The XJ-S was something of a shock for those Jaguar fans expecting a more direct successor to the legendary XK-E. Instead, the XJ-S was a plush coupe built of the XJ sedan’s platform, and emphasized comfort and luxury. Well, it was the Great Brougham Era, and the only thing missing were opera windows. And this Jag certainly wasn’t the doing of Sir William Lyons.
That’s a bit harsh, but the styling of the XJ-S was polarizing (at best), and a colossal let-down for the rest. Fussy, inconsistent, and lacking an organic theme. Uninspired is another way to put it. But it had its fans, and it has its charms.
In terms of its drive train, rarely has a brilliant V12 engine ever been so hamstrung by a clumsy automatic. The British-built BW Model 12 had no part-throttle kick-down, which is almost unthinkable from a modern perspective. And it upshifted well below the V12’s 6500 rpm redline. With manual shifting, one could glean the benefits of the V12’s 244 horses, but what’s the point of an automatic if it has to be shifted? R&T rightfully wonders how much more pleasant a modern Detroit automatic would be in its place.
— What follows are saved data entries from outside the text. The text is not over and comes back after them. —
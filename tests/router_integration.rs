//! End-to-end Router scenarios against stubbed upstreams (spec §8's seeded
//! scenarios 2-4), following the teacher pack's `wiremock`-backed
//! integration style (see `block-goose`'s `tests/client_integration.rs`).

use std::sync::Arc;
use std::time::Duration;

use aratta_gateway::core::circuit_breaker::{CircuitBreaker, CircuitBreakerConfig, CircuitState};
use aratta_gateway::core::health::HealthMonitor;
use aratta_gateway::core::registry::ProviderRegistry;
use aratta_gateway::core::router::Router;
use aratta_gateway::core::types::{ChatRequest, Message};
use aratta_gateway::{GatewayConfig, GatewayError};
use serde_json::json;
use wiremock::matchers::{method, path};
use wiremock::{Mock, MockServer, ResponseTemplate};

fn request_for(model: &str) -> ChatRequest {
    ChatRequest {
        model: model.to_string(),
        messages: vec![Message::user("hi")],
        system: None,
        max_tokens: Some(64),
        temperature: None,
        tools: vec![],
        tool_choice: None,
        stream: false,
        thinking_budget: None,
    }
}

fn config_pointing_at(anthropic_uri: &str, openai_uri: &str) -> GatewayConfig {
    let mut config = GatewayConfig::default();
    for provider in &mut config.providers {
        match provider.name.as_str() {
            "anthropic" => provider.base_url = Some(anthropic_uri.to_string()),
            "openai" => provider.base_url = Some(openai_uri.to_string()),
            "google" | "xai" => provider.enabled = false,
            "ollama" => {}
            _ => {}
        }
    }
    config
}

fn router_for(config: GatewayConfig) -> (Arc<Router>, Arc<CircuitBreaker>, Arc<HealthMonitor>) {
    let registry = Arc::new(ProviderRegistry::new(config));
    let circuit_breaker = Arc::new(CircuitBreaker::new(CircuitBreakerConfig {
        failure_threshold: 2,
        recovery_timeout: Duration::from_secs(60),
        success_threshold: 1,
    }));
    let health_monitor = Arc::new(HealthMonitor::new(Duration::from_secs(300), 3, Duration::from_secs(600)));
    let router = Arc::new(Router::new(registry, circuit_breaker.clone(), health_monitor.clone()));
    (router, circuit_breaker, health_monitor)
}

fn anthropic_success_body() -> serde_json::Value {
    json!({
        "id": "msg_123",
        "model": "claude-3-5-sonnet-20241022",
        "content": [{"type": "text", "text": "hello from anthropic"}],
        "stop_reason": "end_turn",
        "usage": {"input_tokens": 5, "output_tokens": 3},
    })
}

fn openai_success_body() -> serde_json::Value {
    json!({
        "id": "chatcmpl-456",
        "model": "gpt-4o",
        "choices": [{
            "index": 0,
            "message": {"role": "assistant", "content": "hello from openai"},
            "finish_reason": "stop",
        }],
        "usage": {"prompt_tokens": 5, "completion_tokens": 3, "total_tokens": 8},
    })
}

#[tokio::test]
async fn simple_chat_against_a_healthy_primary() {
    let anthropic = MockServer::start().await;
    Mock::given(method("POST"))
        .and(path("/v1/messages"))
        .respond_with(ResponseTemplate::new(200).set_body_json(anthropic_success_body()))
        .mount(&anthropic)
        .await;

    let (router, _, _) = router_for(config_pointing_at(&anthropic.uri(), "http://127.0.0.1:0"));
    let response = router.chat(request_for("sonnet")).await.unwrap();

    assert_eq!(response.lineage.provider, "anthropic");
    assert_eq!(response.finish_reason, aratta_gateway::core::types::FinishReason::Stop);
    assert_eq!(response.content.iter().filter_map(|c| c.as_text()).collect::<String>(), "hello from anthropic");
}

#[tokio::test]
async fn falls_back_to_secondary_on_primary_5xx() {
    let anthropic = MockServer::start().await;
    Mock::given(method("POST"))
        .and(path("/v1/messages"))
        .respond_with(ResponseTemplate::new(502))
        .mount(&anthropic)
        .await;

    let openai = MockServer::start().await;
    Mock::given(method("POST"))
        .and(path("/v1/chat/completions"))
        .respond_with(ResponseTemplate::new(200).set_body_json(openai_success_body()))
        .mount(&openai)
        .await;

    let (router, circuit_breaker, _) = router_for(config_pointing_at(&anthropic.uri(), &openai.uri()));
    let response = router.chat(request_for("sonnet")).await.unwrap();

    assert_eq!(response.lineage.provider, "openai");
    assert_eq!(response.lineage.model, "gpt-4o");
    assert_eq!(response.lineage.fallback_from.as_deref(), Some("anthropic"));
    assert_eq!(circuit_breaker.failure_count("anthropic"), 1);
}

#[tokio::test]
async fn circuit_opens_after_threshold_then_refuses_without_fallback() {
    let anthropic = MockServer::start().await;
    Mock::given(method("POST"))
        .and(path("/v1/messages"))
        .respond_with(ResponseTemplate::new(502))
        .mount(&anthropic)
        .await;

    let mut config = config_pointing_at(&anthropic.uri(), "http://127.0.0.1:0");
    config.enable_fallback = false;
    let (router, circuit_breaker, _) = router_for(config);

    assert!(router.chat(request_for("sonnet")).await.is_err());
    assert!(router.chat(request_for("sonnet")).await.is_err());
    assert_eq!(circuit_breaker.state("anthropic"), CircuitState::Open);

    // candidate_order yields only the primary with fallback disabled; once
    // its circuit is open the loop skips it without attempting anything,
    // so there is no per-attempt error to surface, just "nothing to try".
    let third = router.chat(request_for("sonnet")).await;
    assert!(matches!(third, Err(GatewayError::NoProvidersAvailable(ref m)) if m == "sonnet"));
}

#[tokio::test]
async fn rate_limit_is_not_fallback_eligible() {
    let anthropic = MockServer::start().await;
    Mock::given(method("POST"))
        .and(path("/v1/messages"))
        .respond_with(ResponseTemplate::new(429).set_body_json(json!({"error": {"message": "rate limited"}})))
        .mount(&anthropic)
        .await;

    let openai = MockServer::start().await;
    // No mock mounted: if the Router ever calls openai here, wiremock
    // returns 404 by default and the test below would see that instead of
    // the rate-limit error, making a wrongful fallback observable.

    let (router, _, _) = router_for(config_pointing_at(&anthropic.uri(), &openai.uri()));
    let error = router.chat(request_for("sonnet")).await.unwrap_err();
    assert!(matches!(error, GatewayError::Provider(ref e) if format!("{e}").contains("rate limited")));
}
R&T rightfully points out that this was the first new Jaguar designed and built after the retirement of Sir William Lyons. Jaguar was now in the ownership of BL, as well as the government. And if ever a car reflected committee-think, the XJ-S certainly did. The review ends with the plaintive “Sir William, where are you when we need a replacement for the E-Type?”